== What needs to be done ==
Return every line of the data that contains the string "Serialize".

== Supplied data ==
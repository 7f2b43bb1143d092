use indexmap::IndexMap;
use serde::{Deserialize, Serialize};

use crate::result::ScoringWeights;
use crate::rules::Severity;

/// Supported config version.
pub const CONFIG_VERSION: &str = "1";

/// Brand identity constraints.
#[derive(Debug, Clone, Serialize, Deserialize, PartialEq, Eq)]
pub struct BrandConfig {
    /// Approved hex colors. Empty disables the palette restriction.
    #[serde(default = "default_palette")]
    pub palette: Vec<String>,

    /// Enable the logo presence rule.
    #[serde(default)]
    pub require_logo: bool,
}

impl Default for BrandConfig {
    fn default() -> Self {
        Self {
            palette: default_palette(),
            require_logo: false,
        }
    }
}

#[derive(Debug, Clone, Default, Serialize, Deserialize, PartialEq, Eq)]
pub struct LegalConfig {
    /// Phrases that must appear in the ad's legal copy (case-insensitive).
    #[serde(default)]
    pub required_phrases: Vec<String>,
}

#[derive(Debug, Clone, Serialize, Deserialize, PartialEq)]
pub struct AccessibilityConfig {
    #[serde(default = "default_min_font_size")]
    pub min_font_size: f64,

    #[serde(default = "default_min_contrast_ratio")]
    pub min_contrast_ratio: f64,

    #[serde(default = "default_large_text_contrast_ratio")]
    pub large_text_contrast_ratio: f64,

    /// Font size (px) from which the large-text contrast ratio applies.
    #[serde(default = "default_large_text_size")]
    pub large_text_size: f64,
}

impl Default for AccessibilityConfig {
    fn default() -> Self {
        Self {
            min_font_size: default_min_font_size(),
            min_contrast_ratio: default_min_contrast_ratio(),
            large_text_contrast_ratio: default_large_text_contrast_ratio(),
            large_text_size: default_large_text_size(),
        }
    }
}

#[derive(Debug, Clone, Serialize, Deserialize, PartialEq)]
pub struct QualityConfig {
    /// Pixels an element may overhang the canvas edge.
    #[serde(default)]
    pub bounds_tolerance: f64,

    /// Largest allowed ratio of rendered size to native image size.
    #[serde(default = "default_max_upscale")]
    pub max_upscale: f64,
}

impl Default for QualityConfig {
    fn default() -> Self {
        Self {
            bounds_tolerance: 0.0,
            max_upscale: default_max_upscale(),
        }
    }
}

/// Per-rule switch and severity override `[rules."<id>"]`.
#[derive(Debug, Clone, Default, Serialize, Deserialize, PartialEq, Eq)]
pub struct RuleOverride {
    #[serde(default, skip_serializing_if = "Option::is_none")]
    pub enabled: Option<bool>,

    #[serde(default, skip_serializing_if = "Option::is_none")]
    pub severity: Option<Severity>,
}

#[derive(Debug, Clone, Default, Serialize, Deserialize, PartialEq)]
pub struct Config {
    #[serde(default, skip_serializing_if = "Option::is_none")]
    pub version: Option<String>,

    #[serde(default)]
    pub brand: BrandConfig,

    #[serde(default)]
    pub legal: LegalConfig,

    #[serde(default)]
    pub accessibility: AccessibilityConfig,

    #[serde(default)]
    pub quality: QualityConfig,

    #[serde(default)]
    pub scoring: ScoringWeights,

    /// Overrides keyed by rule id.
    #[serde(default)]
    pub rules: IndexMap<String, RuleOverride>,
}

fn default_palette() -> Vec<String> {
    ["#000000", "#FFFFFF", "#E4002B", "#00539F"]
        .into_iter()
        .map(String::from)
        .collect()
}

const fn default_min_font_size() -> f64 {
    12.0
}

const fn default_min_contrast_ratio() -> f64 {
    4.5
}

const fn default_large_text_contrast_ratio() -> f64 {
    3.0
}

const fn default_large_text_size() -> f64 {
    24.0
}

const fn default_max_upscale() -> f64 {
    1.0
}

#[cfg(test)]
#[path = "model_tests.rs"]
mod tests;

== Solution to the exercise ==
use serde::{Deserialize, Serialize};
#[derive(Debug, Clone, Serialize, Deserialize, PartialEq, Eq)]
#[derive(Debug, Clone, Default, Serialize, Deserialize, PartialEq, Eq)]
#[derive(Debug, Clone, Serialize, Deserialize, PartialEq)]
#[derive(Debug, Clone, Serialize, Deserialize, PartialEq)]
#[derive(Debug, Clone, Default, Serialize, Deserialize, PartialEq, Eq)]
#[derive(Debug, Clone, Default, Serialize, Deserialize, PartialEq)]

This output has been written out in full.